フィリピンにおける観光産業の経済規模を観光直接付加価値(TDGVA)という指標で捉えると、2024年の名目TDGVAは2.35兆ペソ(約6.36兆円)となり、2023年の2.12兆ペソより11.2%増加した。これはフィリピンの2024年国内総生産(GDP)全体の約8.9%を占め、前年の8.7%から増加した(名目、実質ともに同率)。アジア内でも成長率が高い国であるフィリピンの経済に観光産業が貢献していることが伺える。
フィリピン統計庁(PSA)では、旅行者による宿泊、飲食、輸送サービス、旅行代理店などの予約サービス、娯楽・レクリエーション、観光特有商品(ショッピング)などを旅行者による支出として集計開示している。フィリピン居住者による国内観光支出は、国内旅行や国際旅行の一部として国内でなされる支出を含み、2024年には3.16兆ペソ(約8.54兆円)へと前年比16.4%増加した。外国人旅行者による2024年インバウンド観光支出は0.70兆ペソ(約1.89兆円)であり、同0.4%増であった。2023年に新型コロナ禍前の2019年(0.60兆ペソ)を超える水準にまで回復した後、勢いを保っているベトナムとは異なりインバウンド支出が鈍化した。居住者の国際旅行に伴うアウトバウンド観光支出は2024年に約0.35兆ペソへと同37.5%増という高い伸びを示した。これはGDP計算上では輸入に含まれるマイナス項目ではあるが、国内経済の支えになっている海外出稼ぎ労働者(OFW)の活発な活動を含んでいることが背景にあると考えられる。
観光産業の雇用者数は2024年には推定675万人で、2023年の637万人から6.1%増加したと推定されている。観光産業の雇用がフィリピン国内の総雇用に占める割合は2024年に13.8%だった。
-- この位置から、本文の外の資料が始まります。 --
// ── Relationships round trip ────────────────────────────────────────

#[test]
fn relationships_resolve_from_system_rows() {
    let dir = TempDir::new().unwrap();
    let (_path, mut db) = new_db(&dir, "rel.mdb");
    {
        let mut rels = db.table(RELATIONSHIPS_TABLE_NAME).unwrap();
        for (icolumn, from_col, to_col) in [(0i16, "CustomerId", "Id"), (1, "Region", "Region")] {
            rels.insert_row(&[
                Value::Text("OrdersCustomers".into()),
                Value::Text("Orders".into()),
                Value::Text(from_col.into()),
                Value::Text("Customers".into()),
                Value::Text(to_col.into()),
                Value::Int(2),
                Value::Int(icolumn),
                Value::Long(catalog::REL_FLAG_CASCADE_DELETES),
            ])
            .unwrap();
        }
    }

    let rels = db.relationships().unwrap();
    assert_eq!(rels.len(), 1);
    let rel = &rels[0];
    assert_eq!(rel.name, "OrdersCustomers");
    assert_eq!(rel.from_table, "Orders");
    assert_eq!(rel.to_table, "Customers");
    assert_eq!(rel.from_columns, vec!["CustomerId", "Region"]);
    assert_eq!(rel.to_columns, vec!["Id", "Region"]);
    assert!(rel.cascades_deletes());
    assert!(rel.has_integrity());
}

// ── Memo content through a reopen ───────────────────────────────────

#[test]
fn long_values_survive_reopen() {
    let dir = TempDir::new().unwrap();
    let (path, mut db) = new_db(&dir, "memo.mdb");
    db.create_table(
        "Docs",
        vec![
            Column::new("Id", DataType::Long),
            Column::new("Body", DataType::Memo),
        ],
        &[],
    )
    .unwrap();
    let body = "paragraph ".repeat(2000);
    {
        let mut docs = db.table("Docs").unwrap();
        docs.insert_row(&[Value::Long(1), Value::Text(body.clone())])
            .unwrap();
        db.close().unwrap();
    }

    let mut db = Database::open(&path, DatabaseConfig::default()).unwrap();
    let mut docs = db.table("Docs").unwrap();
    let mut cursor = docs.cursor();
    assert!(cursor.move_to_next_row(&mut docs).unwrap());
    assert_eq!(
        cursor.current_row(&mut docs, None).unwrap()[1].1,
        Value::Text(body)
    );
}

// ── Projection set on reads ─────────────────────────────────────────

#[test]
fn projection_restricts_returned_columns() {
    let dir = TempDir::new().unwrap();
    let (_path, mut db) = new_db(&dir, "proj.mdb");
    db.create_table("People", people_columns(), &[]).unwrap();
    let mut people = db.table("People").unwrap();
    people
        .insert_row(&[Value::Long(1), Value::Text("only-name".into())])
        .unwrap();

    let mut wanted = HashSet::new();
    wanted.insert("Name".to_string());
    let mut cursor = people.cursor();
    assert!(cursor.move_to_next_row(&mut people).unwrap());
    let row = cursor.current_row(&mut people, Some(&wanted)).unwrap();
    assert_eq!(row.len(), 1);
    assert_eq!(row[0].1, Value::Text("only-name".into()));
}
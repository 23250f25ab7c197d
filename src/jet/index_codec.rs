//! Index entry key encoding for non-text column types.
//!
//! Index entries compare as raw byte strings, so every column type needs an
//! encoding whose lexicographic order matches the type's value order (and
//! its reverse, for descending index columns). Each encoded column key
//! starts with a one-byte flag separating nulls from values and ascending
//! from descending; the type-specific body follows.
//!
//! Integer bodies are big-endian with the sign bit flipped; float bodies
//! flip the sign bit when non-negative and bit-complement when the value's
//! negativity matches the column direction; fixed-point bodies overwrite
//! their sign byte (two conventions, selected by the format's
//! `legacy_numeric_indexes` flag; the legacy one reproduces the original
//! engine's descending behavior bit for bit). Text bodies are produced by
//! [`crate::jet::index_codes`].

use byteorder::{BigEndian, ByteOrder};

use crate::jet::column::Column;
use crate::jet::format::JetFormat;
use crate::jet::index_codes;
use crate::jet::value::{datetime_to_days, DataType, Value};
use crate::JetError;

/// Flag byte of a null key in an ascending column.
pub const ENTRY_FLAG_ASC_NULL: u8 = 0x00;
/// Flag byte of a null key in a descending column.
pub const ENTRY_FLAG_DESC_NULL: u8 = 0xFF;
/// Flag byte preceding a non-null key in an ascending column.
pub const ENTRY_FLAG_ASC_START: u8 = 0x7F;
/// Flag byte preceding a non-null key in a descending column.
pub const ENTRY_FLAG_DESC_START: u8 = 0x80;

/// Marker between the two GUID halves.
const GUID_MID_MARKER: u8 = 0x09;
/// Trailing marker of an ascending GUID key.
const GUID_ASC_END: u8 = 0x08;
/// Trailing marker of a descending GUID key.
const GUID_DESC_END: u8 = 0x09;

/// Boolean keys, one byte total, by (value, direction).
const BOOL_ASC_TRUE: u8 = 0xFF;
const BOOL_ASC_FALSE: u8 = 0x00;
const BOOL_DESC_TRUE: u8 = 0x00;
const BOOL_DESC_FALSE: u8 = 0xFF;

/// A value position in index key space.
#[derive(Debug, Clone)]
pub enum IndexKey<'a> {
    /// Sorts before every storable key of the column.
    Min,
    /// Sorts after every storable key of the column.
    Max,
    /// A concrete column value (possibly null).
    Value(&'a Value),
}

fn complement(bytes: &mut [u8]) {
    for b in bytes {
        *b = !*b;
    }
}

/// Append the encoded key of one index column to `out`.
pub fn write_key(
    out: &mut Vec<u8>,
    col: &Column,
    key: &IndexKey<'_>,
    ascending: bool,
    format: &JetFormat,
) -> Result<(), JetError> {
    let value = match key {
        // MIN and MAX sit outside the storable range: the ascending null
        // flag is below every key, the descending one above
        IndexKey::Min => {
            out.push(ENTRY_FLAG_ASC_NULL);
            return Ok(());
        }
        IndexKey::Max => {
            out.push(ENTRY_FLAG_DESC_NULL);
            return Ok(());
        }
        IndexKey::Value(v) => *v,
    };

    // booleans treat null as false and skip the flag byte scheme entirely
    if col.data_type == DataType::Boolean {
        let truth = matches!(value, Value::Bool(true));
        out.push(match (truth, ascending) {
            (true, true) => BOOL_ASC_TRUE,
            (false, true) => BOOL_ASC_FALSE,
            (true, false) => BOOL_DESC_TRUE,
            (false, false) => BOOL_DESC_FALSE,
        });
        return Ok(());
    }

    if value.is_null() {
        out.push(if ascending {
            ENTRY_FLAG_ASC_NULL
        } else {
            ENTRY_FLAG_DESC_NULL
        });
        return Ok(());
    }

    out.push(if ascending {
        ENTRY_FLAG_ASC_START
    } else {
        ENTRY_FLAG_DESC_START
    });

    let mismatch = || {
        JetError::Argument(format!(
            "value {:?} cannot key column '{}' of type {:?}",
            value, col.name, col.data_type
        ))
    };

    match (col.data_type, value) {
        (DataType::Byte, Value::Byte(v)) => {
            let mut body = [*v];
            if !ascending {
                complement(&mut body);
            }
            out.extend_from_slice(&body);
        }
        (DataType::Int, Value::Int(v)) => {
            let mut body = [0u8; 2];
            BigEndian::write_i16(&mut body, *v);
            write_int_body(out, &mut body, ascending);
        }
        (DataType::Long, Value::Long(v)) | (DataType::Complex, Value::Complex(v)) => {
            let mut body = [0u8; 4];
            BigEndian::write_i32(&mut body, *v);
            write_int_body(out, &mut body, ascending);
        }
        (DataType::Money, Value::Money(v)) => {
            let mut body = [0u8; 8];
            BigEndian::write_i64(&mut body, *v);
            write_int_body(out, &mut body, ascending);
        }
        (DataType::Float, Value::Float(v)) => {
            let mut body = [0u8; 4];
            BigEndian::write_u32(&mut body, v.to_bits());
            write_float_body(out, &mut body, *v < 0.0, ascending);
        }
        (DataType::Double, Value::Double(v)) => {
            let mut body = [0u8; 8];
            BigEndian::write_u64(&mut body, v.to_bits());
            write_float_body(out, &mut body, *v < 0.0, ascending);
        }
        (DataType::ShortDateTime, Value::DateTime(dt)) => {
            let days = datetime_to_days(*dt);
            let mut body = [0u8; 8];
            BigEndian::write_u64(&mut body, days.to_bits());
            write_float_body(out, &mut body, days < 0.0, ascending);
        }
        (DataType::Numeric, Value::Numeric(n)) => {
            let mut body = [0u8; 17];
            body[0] = if n.negative { 0x01 } else { 0x00 };
            BigEndian::write_u128(&mut body[1..], n.mantissa);
            if format.legacy_numeric_indexes {
                if n.negative == ascending {
                    complement(&mut body);
                }
                body[0] = if n.negative { 0x00 } else { 0xFF };
            } else {
                body[0] = 0xFF;
                if n.negative == ascending {
                    complement(&mut body);
                }
            }
            out.extend_from_slice(&body);
        }
        (DataType::Guid, Value::Guid(bytes)) => {
            let mut body = *bytes;
            if !ascending {
                complement(&mut body);
            }
            out.extend_from_slice(&body[..8]);
            out.push(GUID_MID_MARKER);
            out.extend_from_slice(&body[8..]);
            out.push(if ascending { GUID_ASC_END } else { GUID_DESC_END });
        }
        (DataType::Text | DataType::Memo, Value::Text(s)) => {
            index_codes::encode_text_key(out, s, col.sort_order, ascending)?;
        }
        (DataType::Binary | DataType::Ole, Value::Binary(bytes)) => {
            let mut body = bytes.clone();
            if !ascending {
                complement(&mut body);
            }
            out.extend_from_slice(&body);
        }
        _ => return Err(mismatch()),
    }
    Ok(())
}

/// Signed big-endian body: flip the sign bit, complement when descending.
fn write_int_body(out: &mut Vec<u8>, body: &mut [u8], ascending: bool) {
    body[0] ^= 0x80;
    if !ascending {
        complement(body);
    }
    out.extend_from_slice(body);
}

/// IEEE float body: non-negative values flip the sign bit; the whole body
/// is complemented when the value's negativity matches the direction.
fn write_float_body(out: &mut Vec<u8>, body: &mut [u8], is_negative: bool, ascending: bool) {
    if !is_negative {
        body[0] ^= 0x80;
    }
    if is_negative == ascending {
        complement(body);
    }
    out.extend_from_slice(body);
}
オイコノミヤ・アドバイザリー&リサーチ社のエコノミスト、レイニエル・マット・M・エレセ氏は、「2024年の平均インフレ率は3.2%で、2023年の6%から大きく低下し、経済状況の改善が観光客増加の一因となっている可能性がある。」と述べ、インフレの緩和が昨年の観光支出増加の重要な要因であったと指摘した。